PROBLEM STATEMENT: Go through the records line by line from the top and repeat each one exactly, ending with the line that contains "let result = backend.implementation().sqrt(input);".

DATA SECTION:
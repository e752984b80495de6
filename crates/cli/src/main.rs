mod output;

use std::path::Path;
use std::process::ExitCode;

use anyhow::{Context, Result};
use clap::Parser;
use serde::Serialize;
use tracing::debug;
use tracing_subscriber::EnvFilter;

use sqrt_core::Backend;

use crate::output::{OutputFormat, format_number, print_error, print_json};

/// Compute the square root of a number
#[derive(Parser)]
#[command(name = "sqrt")]
#[command(author, version, about, long_about = None)]
struct Cli {
  /// The number to take the square root of
  #[arg(allow_negative_numbers = true)]
  number: Option<String>,

  /// Square root implementation: table or precise (default set at build time)
  #[arg(short, long, env = "SQRT_BACKEND")]
  backend: Option<Backend>,

  /// Output format
  #[arg(short, long, value_enum, default_value_t = OutputFormat::Text)]
  output: OutputFormat,

  /// Enable verbose output
  #[arg(short, long)]
  verbose: bool,
}

#[derive(Debug, Serialize)]
struct Report {
  input: f64,
  result: f64,
  backend: &'static str,
}

fn main() -> ExitCode {
  let cli = Cli::parse();

  let filter = if cli.verbose {
    EnvFilter::new("debug")
  } else {
    EnvFilter::from_default_env()
  };
  tracing_subscriber::fmt()
    .with_env_filter(filter)
    .with_writer(std::io::stderr)
    .without_time()
    .init();

  match run(cli) {
    Ok(code) => code,
    Err(e) => {
      print_error(&format!("{:#}", e));
      ExitCode::FAILURE
    }
  }
}

fn run(cli: Cli) -> Result<ExitCode> {
  let Some(raw) = cli.number else {
    print_usage();
    return Ok(ExitCode::from(1));
  };

  let input = parse_number(&raw)?;
  let backend = cli.backend.unwrap_or_default();
  debug!(%backend, input, "computing square root");

  let result = backend.implementation().sqrt(input);

  if cli.output.is_json() {
    print_json(&Report {
      input,
      result,
      backend: backend.as_str(),
    })?;
  } else {
    println!(
      "The square root of {} is {}",
      format_number(input),
      format_number(result)
    );
  }

  Ok(ExitCode::SUCCESS)
}

fn parse_number(raw: &str) -> Result<f64> {
  raw
    .trim()
    .parse::<f64>()
    .with_context(|| format!("Invalid number: '{}'", raw))
}

/// Basename of the invoked executable, falling back to the command name.
fn program_name() -> String {
  std::env::args_os()
    .next()
    .as_deref()
    .map(Path::new)
    .and_then(Path::file_name)
    .map(|name| name.to_string_lossy().into_owned())
    .unwrap_or_else(|| "sqrt".to_string())
}

fn print_usage() {
  let name = program_name();
  println!(
    "{} Version {}.{}",
    name,
    env!("CARGO_PKG_VERSION_MAJOR"),
    env!("CARGO_PKG_VERSION_MINOR")
  );
  println!("Usage: {} number", name);
}
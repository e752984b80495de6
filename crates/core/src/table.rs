//! The generated seed table and the lookups over it.
//!
//! `SQRT_TABLE_LEN` and `SQRT_TABLE` come from the file `build.rs` writes into
//! `OUT_DIR`. The array type ties its length to the constant, so the bound used
//! below cannot disagree with the data.

include!(concat!(env!("OUT_DIR"), "/sqrt_table.rs"));

const _: () = assert!(SQRT_TABLE_LEN >= 2048, "sqrt table must hold at least 2048 entries");

/// Upper bound (exclusive) of the reduced domain.
const DOMAIN_HIGH: f64 = SQRT_TABLE_LEN as f64;

/// Lower bound (inclusive) of the reduced domain. One power of four below the top.
const DOMAIN_LOW: f64 = DOMAIN_HIGH / 4.0;

/// Number of entries in the seed table.
pub fn table_len() -> usize {
  SQRT_TABLE_LEN
}

/// Worst-case relative error of the table backend against the exact root.
///
/// The floor-indexed seed is off by at most `2/N` in the domain `[N/4, N)`, and one
/// Newton step squares that down to about `2/N^2`. The bound doubles it and adds a
/// few ulps for the final rounding.
pub fn max_relative_error() -> f64 {
  let n = SQRT_TABLE_LEN as f64;
  4.0 / (n * n) + 4.0 * f64::EPSILON
}

/// Scale a finite positive `x` by powers of four into `[N/4, N)`.
///
/// Returns `(y, k)` with `y == x * 4^k` exactly, so `sqrt(x) == sqrt(y) * 2^-k`.
pub(crate) fn reduce(x: f64) -> (f64, i32) {
  let mut y = x;
  let mut k = 0;
  while y < DOMAIN_LOW {
    y *= 4.0;
    k += 1;
  }
  while y >= DOMAIN_HIGH {
    y *= 0.25;
    k -= 1;
  }
  (y, k)
}

/// Floor-indexed table entry for `y`, with the index clamped to the last entry.
pub(crate) fn seed(y: f64) -> f64 {
  let index = (y as usize).min(SQRT_TABLE_LEN - 1);
  SQRT_TABLE[index]
}
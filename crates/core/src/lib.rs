//! sqrt-core: square root backends
//!
//! This crate provides two implementations of one capability, [`SquareRoot`]:
//! - [`TableSqrt`]: seeds from a table generated at build time and refines once
//! - [`PreciseSqrt`]: the platform `f64::sqrt`
//!
//! [`Backend`] selects between them. The `table` feature (on by default) makes the
//! table-seeded approximation the default.

mod backend;
mod error;
mod table;

pub use backend::{Backend, PreciseSqrt, SquareRoot, TableSqrt, approximate_sqrt, precise_sqrt, sqrt};
pub use error::BackendParseError;
pub use table::{max_relative_error, table_len};
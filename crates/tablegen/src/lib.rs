//! sqrt-tablegen: build-time generator for the square root seed table
//!
//! Produces a fixed-length table where entry `i` holds `sqrt(i)`, and renders it
//! as Rust source (a `const` length plus a `static` array) for `include!` by the
//! consuming crate. Output depends only on the requested length.

mod error;

use std::fs;
use std::path::Path;

use tracing::{debug, info};

pub use error::TableGenError;

/// Table length used when the build does not ask for another one.
pub const DEFAULT_TABLE_LEN: usize = 4096;

/// Smallest table that keeps the table backend within six significant digits
/// of the platform sqrt after its single refinement step.
pub const MIN_TABLE_LEN: usize = 2048;

/// Result type for table generation
pub type Result<T> = std::result::Result<T, TableGenError>;

/// Compute `len` entries where entry `i` is `sqrt(i)`.
///
/// # Errors
///
/// Returns [`TableGenError::InvalidLength`] if `len` is below [`MIN_TABLE_LEN`].
pub fn generate_table(len: usize) -> Result<Vec<f64>> {
  if len < MIN_TABLE_LEN {
    return Err(TableGenError::InvalidLength {
      len,
      min: MIN_TABLE_LEN,
    });
  }

  Ok((0..len).map(|i| (i as f64).sqrt()).collect())
}

/// Render the table of `len` entries as a Rust source file.
///
/// The output declares `SQRT_TABLE_LEN` and `SQRT_TABLE` side by side so the
/// array length and the bound used for index clamping come from one place.
pub fn render_table(len: usize) -> Result<String> {
  let table = generate_table(len)?;

  let mut out = String::with_capacity(len * 24 + 256);
  out.push_str("// @generated by sqrt-tablegen. Do not edit.\n");
  out.push_str("//\n");
  out.push_str("// Entry i holds sqrt(i).\n\n");
  out.push_str(&format!("pub const SQRT_TABLE_LEN: usize = {};\n\n", table.len()));
  out.push_str("pub static SQRT_TABLE: [f64; SQRT_TABLE_LEN] = [\n");
  for value in &table {
    out.push_str(&format!("  {:?},\n", value));
  }
  out.push_str("];\n");

  debug!(len, bytes = out.len(), "rendered sqrt table");
  Ok(out)
}

/// Render the table and write it to `path`, replacing any existing file.
///
/// # Errors
///
/// Returns an error if the length is invalid or the destination cannot be written.
pub fn write_table(len: usize, path: &Path) -> Result<()> {
  let source = render_table(len)?;

  fs::write(path, source).map_err(|e| TableGenError::Write {
    path: path.to_path_buf(),
    source: e,
  })?;

  info!(path = %path.display(), len, "wrote sqrt table");
  Ok(())
}

/// Parse a table length as given to the build, e.g. via `SQRT_TABLE_LEN`.
pub fn parse_len(raw: &str) -> Result<usize> {
  let len = raw
    .trim()
    .parse::<usize>()
    .map_err(|e| TableGenError::ParseLength {
      raw: raw.to_string(),
      source: e,
    })?;

  if len < MIN_TABLE_LEN {
    return Err(TableGenError::InvalidLength {
      len,
      min: MIN_TABLE_LEN,
    });
  }
  Ok(len)
}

ANSWER TO THE EXERCISE:
repository e752984b80495de6
filename crates/cli/src/main.rs
mod output;

use std::path::Path;
use std::process::ExitCode;

use anyhow::{Context, Result};
use clap::Parser;
use serde::Serialize;
use tracing::debug;
use tracing_subscriber::EnvFilter;

use sqrt_core::Backend;

use crate::output::{OutputFormat, format_number, print_error, print_json};

/// Compute the square root of a number
#[derive(Parser)]
#[command(name = "sqrt")]
#[command(author, version, about, long_about = None)]
struct Cli {
  /// The number to take the square root of
  #[arg(allow_negative_numbers = true)]
  number: Option<String>,

  /// Square root implementation: table or precise (default set at build time)
  #[arg(short, long, env = "SQRT_BACKEND")]
  backend: Option<Backend>,

  /// Output format
  #[arg(short, long, value_enum, default_value_t = OutputFormat::Text)]
  output: OutputFormat,

  /// Enable verbose output
  #[arg(short, long)]
  verbose: bool,
}

#[derive(Debug, Serialize)]
struct Report {
  input: f64,
  result: f64,
  backend: &'static str,
}

fn main() -> ExitCode {
  let cli = Cli::parse();

  let filter = if cli.verbose {
    EnvFilter::new("debug")
  } else {
    EnvFilter::from_default_env()
  };
  tracing_subscriber::fmt()
    .with_env_filter(filter)
    .with_writer(std::io::stderr)
    .without_time()
    .init();

  match run(cli) {
    Ok(code) => code,
    Err(e) => {
      print_error(&format!("{:#}", e));
      ExitCode::FAILURE
    }
  }
}

fn run(cli: Cli) -> Result<ExitCode> {
  let Some(raw) = cli.number else {
    print_usage();
    return Ok(ExitCode::from(1));
  };

  let input = parse_number(&raw)?;
  let backend = cli.backend.unwrap_or_default();
  debug!(%backend, input, "computing square root");

  let result = backend.implementation().sqrt(input);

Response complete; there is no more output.